About Thinks

Sometimes good thinks happen and sometimes bad thinks happen. Sometimes it's hard to distinguish between the two.

Some thinks need immediate action and some thinks may remain as thinks forever. Thinks can be angry and heated. Thinks can be joyful. Thinks should never be cold.

These thinks are linked to many other wonderful thinks and I like to attribute these.

These thinks do not necessary reflect those thinks of my employer.

Think long, think on.

Tuesday, November 29, 2011

Day 2: Bar Camp

Today the children turned up to school with supplies and resources that they could teach each other with. One student brought photos of her Dad's carvings and is planning a hands-on workshop for next week (eeek sharp tools!). Another brought in a very flash looking guitar. We had tools, crafts, beads and all sorts of special treasures from home.

Unfortunately we also had swimming today - do you think any remembered their togs? ooops!

After the sessions we had reflective breaks. The children talked about how they were inspired by each other and how they felt supported in their learning.

I had decided not to introduce the 'vote with your feet' rule as I was trying to avoid crushing their self esteem.  However they started shopping around the workshops naturally and noone got offended.

Check out the vid :)

yeah yeah I know, I need new music...

Monday, November 28, 2011

Bar Camps in the Primary School Context


Reports and assessment are done and dusted. Our laptops have been stolen. Books are due back in the library, our art supplies are low. We are plagued by senior prize-giving and graduation rehearsals. It's the end of the term and we know it ...but I feel fine.

Why? I introduced by kids to the concept of the 'unconference'.

After yet another inspirational emerging leaders ignite talk from Mark Osborne, and a too-and-fro tweet jam with Tim Kong, I decided to give it a go with my class.

To be honest, I went in with low expectations thinking "what have I got to lose?"

Now I am sitting here at the end of the day wanting to shout to the hills - "Today was AWESOME!"

All it took was a short explanation, a google form, and they were off!



Today was a preparation day - but interestingly the kids 'couldn't wait' they have already started teaching and learning with their friends and they are ready to replicate their "workshops" tomorrow with kids they don't normally work with. They are promoting their workshops in the playground - "wanna learn how to dougie? come to my workshop!"

Kids are naturals. The 'teach me how to dougie' teacher had an inherent success criteria (keep your arms close to your body) and used something that the kids could to relate to (spongebob flipping burgers).

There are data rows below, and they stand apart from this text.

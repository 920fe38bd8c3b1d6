use std::fs;
use std::path::Path;

use serde::Deserialize;

use astral_engine::paint::Color;

use crate::error::SkyError;
use crate::random::RandomSource;

/// Cyan accent, `rgb(0, 243, 255)`.
pub const CYAN: [u8; 3] = [0, 243, 255];
/// Violet accent, `rgb(157, 0, 255)`.
pub const VIOLET: [u8; 3] = [157, 0, 255];

/// Builds a premultiplied color from an `[r, g, b]` triple and straight alpha.
#[inline]
pub fn accent(rgb: [u8; 3], alpha: f32) -> Color {
    Color::rgba(rgb[0], rgb[1], rgb[2], alpha)
}

/// Half-open `[min, max)` range for uniform draws.
#[derive(Debug, Deserialize, Clone, Copy, PartialEq)]
pub struct SpawnRange {
    pub min: f32,
    pub max: f32,
}

impl SpawnRange {
    pub const fn new(min: f32, max: f32) -> Self {
        Self { min, max }
    }

    /// Maps one unit draw `u ∈ [0, 1)` into the range.
    #[inline]
    pub fn sample(self, rng: &mut dyn RandomSource) -> f32 {
        self.min + (self.max - self.min) * rng.next_unit()
    }
}

#[derive(Debug, Deserialize, Clone, PartialEq)]
#[serde(default)]
pub struct StarFieldConfig {
    pub count: usize,
    /// Star radius.
    pub size: SpawnRange,
    /// Fill alpha, fixed per star.
    pub brightness: SpawnRange,
    /// Stars strictly closer than this are joined by an edge.
    pub link_distance: f32,
    pub line_width: f32,
    pub line_alpha: f32,
    pub color: [u8; 3],
}

impl Default for StarFieldConfig {
    fn default() -> Self {
        Self {
            count: 100,
            size: SpawnRange::new(1.0, 3.0),
            brightness: SpawnRange::new(0.5, 1.0),
            link_distance: 150.0,
            line_width: 1.0,
            line_alpha: 0.1,
            color: CYAN,
        }
    }
}

impl StarFieldConfig {
    pub fn line_color(&self) -> Color {
        accent(self.color, self.line_alpha)
    }

    pub fn star_color(&self, brightness: f32) -> Color {
        accent(self.color, brightness)
    }
}

#[derive(Debug, Deserialize, Clone, PartialEq)]
#[serde(default)]
pub struct ParticleConfig {
    pub count: usize,
    /// Each velocity component is drawn from `[-max_speed, max_speed)` units/frame.
    pub max_speed: f32,
    /// Particle radius.
    pub size: SpawnRange,
    pub alpha: f32,
    pub primary: [u8; 3],
    pub secondary: [u8; 3],
}

impl Default for ParticleConfig {
    fn default() -> Self {
        Self {
            count: 50,
            max_speed: 1.0,
            size: SpawnRange::new(1.0, 4.0),
            alpha: 0.3,
            primary: CYAN,
            secondary: VIOLET,
        }
    }
}

/// Backdrop configuration.
///
/// Every field has a default, so a config file only needs the values it
/// changes:
///
/// ```ron
/// (
///     stars: (count: 160, link_distance: 120.0),
///     particles: (max_speed: 0.5),
/// )
/// ```
#[derive(Debug, Deserialize, Clone, PartialEq, Default)]
#[serde(default)]
pub struct SkyConfig {
    pub stars: StarFieldConfig,
    pub particles: ParticleConfig,
}

impl SkyConfig {
    pub fn from_ron_str(src: &str) -> Result<Self, ron::error::SpannedError> {
        ron::from_str(src)
    }

    pub fn load_from_file(path: impl AsRef<Path>) -> Result<Self, SkyError> {
        let path = path.as_ref();
        let data = fs::read_to_string(path).map_err(|source| SkyError::ConfigRead {
            path: path.to_path_buf(),
            source,
        })?;
        Self::from_ron_str(&data).map_err(|e| SkyError::ConfigParse {
            path: path.to_path_buf(),
            message: e.to_string(),
        })
    }

    /// Loads `path`, falling back to defaults when it is missing or invalid.
    ///
    /// The returned error (if any) is for the caller to log.
    pub fn load_or_default(path: impl AsRef<Path>) -> (Self, Option<SkyError>) {
        match Self::load_from_file(path) {
            Ok(cfg) => (cfg, None),
            Err(e) => (Self::default(), Some(e)),
        }
    }

    /// Returns human-readable warnings for suspicious values. Nothing is rejected.
    pub fn validate(&self) -> Vec<String> {
        let mut w = Vec::new();

        fn check_range(w: &mut Vec<String>, label: &str, r: SpawnRange) {
            if r.min > r.max {
                w.push(format!("{label} min ({}) greater than max ({})", r.min, r.max));
            }
            if r.min < 0.0 {
                w.push(format!("{label} min ({}) is negative", r.min));
            }
        }

        let s = &self.stars;
        if s.count == 0 {
            w.push("stars.count is 0; the constellation layer stays empty".into());
        }
        if s.count > 5_000 {
            w.push(format!(
                "stars.count {} is high; edge linking is quadratic",
                s.count
            ));
        }
        check_range(&mut w, "stars.size", s.size);
        check_range(&mut w, "stars.brightness", s.brightness);
        if s.brightness.max > 1.0 {
            w.push(format!("stars.brightness max ({}) above 1.0 is clamped", s.brightness.max));
        }
        if s.link_distance <= 0.0 {
            w.push("stars.link_distance <= 0; no edges will be drawn".into());
        }

        let p = &self.particles;
        if p.count == 0 {
            w.push("particles.count is 0; the particle layer stays empty".into());
        }
        if p.max_speed < 0.0 {
            w.push(format!("particles.max_speed {} is negative", p.max_speed));
        }
        check_range(&mut w, "particles.size", p.size);
        if !(0.0..=1.0).contains(&p.alpha) {
            w.push(format!("particles.alpha {} outside 0..1 is clamped", p.alpha));
        }

        w
    }
}

#[cfg(test)]
mod tests {
    use super::*;
    use crate::random::SequenceSource;

    #[test]
    fn defaults_match_the_classic_backdrop() {
        let cfg = SkyConfig::default();
        assert_eq!(cfg.stars.count, 100);
        assert_eq!(cfg.stars.link_distance, 150.0);
        assert_eq!(cfg.particles.count, 50);
        assert_eq!(cfg.particles.max_speed, 1.0);
        assert!(cfg.validate().is_empty());
    }

    #[test]
    fn sample_maps_unit_draws_into_range() {
        let mut rng = SequenceSource::new(vec![0.0, 0.5, 0.999]);
        let r = SpawnRange::new(1.0, 3.0);
        assert_eq!(r.sample(&mut rng), 1.0);
        assert_eq!(r.sample(&mut rng), 2.0);
        assert!(r.sample(&mut rng) < 3.0);
    }

    #[test]
    fn partial_ron_keeps_other_defaults() {
        let cfg = SkyConfig::from_ron_str("(stars: (count: 12), particles: (alpha: 0.5))").unwrap();
        assert_eq!(cfg.stars.count, 12);
        assert_eq!(cfg.stars.link_distance, 150.0);
        assert_eq!(cfg.particles.alpha, 0.5);
        assert_eq!(cfg.particles.count, 50);
    }

    #[test]
    fn shipped_example_spells_out_the_defaults() {
        let cfg = SkyConfig::from_ron_str(include_str!("../../../astral.example.ron")).unwrap();
        assert_eq!(cfg, SkyConfig::default());
    }

    #[test]
    fn invalid_ron_is_an_error() {
        assert!(SkyConfig::from_ron_str("(stars: (count: \"many\"))").is_err());
    }

    #[test]
    fn missing_file_falls_back_to_defaults() {
        let (cfg, err) = SkyConfig::load_or_default("/definitely/not/here/sky.ron");
        assert_eq!(cfg, SkyConfig::default());
        assert!(matches!(err, Some(SkyError::ConfigRead { .. })));
    }

    #[test]
    fn validate_flags_inverted_ranges() {
        let mut cfg = SkyConfig::default();
        cfg.particles.size = SpawnRange::new(4.0, 1.0);
        cfg.stars.count = 0;
        let warnings = cfg.validate();
        assert_eq!(warnings.len(), 2);
        assert!(warnings.iter().any(|w| w.contains("particles.size")));
    }
}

It's nice to have enthusiastic engaged kids at this time of the year!

Try it!




Saturday, November 5, 2011

DOWN with pencils!



I was lucky enough to gain my Teaching education from a legend. Harry Hood was not only my literacy lecturer but my final year practicum supervisor and he had many great insights to share.

One of the many things I gained from him was his ideas surrounding the pencil. Like all things good, he assumes competence in learners. He convinced me that emerging writers are perfectly capable of using a pen. As adults we use pens, why should children have watered down tools?

I know that there are some of you out there that love the feel of a freshly sharpened pencil and enjoy using them. I won't take that away from you. However, I am not a pencil lover. I never have been. I struggle with a blunt eyeliner on a daily basis and frankly, that's all the pencil action I need.

So out I bounced fresh from teacher's college with an enormous amount of ideas running around my head. I jumped into various teaching roles when I learned very quickly to toe the line for a while before creating the waves. The pencil vs pen debate was the least of my worries.

Then today it hit me. Owing to a school wide 'understanding' the children in my school are not allowed to use pens! Pencils are the BANE OF MY LIFE! How could I let this happen? Why have I put up with this for all these years?

My kids use tools such as smartphones, ipads, laptops, computers and video cameras. My kids create movies, they blog and skype so why are they not allowed to use a PEN?!

It's time to take action. DOWN WITH PENCILS!

1. Pencils WASTE time (breaking, sharpening etc)

2. Pencils are EXPENSIVE (a box of 20 pencils costs $16.95 a box of 50 pens costs $14.95 ). Yes, you can get cheaper ones but any teacher in my position will tell you, the cheap ones waste even more time (see point 1). As far as ethics goes pens and pencils are created in the same sweatshops.

3. Pencils are magical - they can disappear into a void after having owned one for less than an hour.

4. Pencils DO NOT celebrate mistakes. Their main feature is the ability to rub out mistakes.

5. Pencil lovers believe that pens look 'messy' in children's writing books.  I'm sorry, but those teachers need to focus on the DEEPER features of our children's writing.

6. Pencils have a mystique about them that they are somehow green and natural.  They're not. They are made out of rain forest trees just like most of your wooden classroom equipment and tools.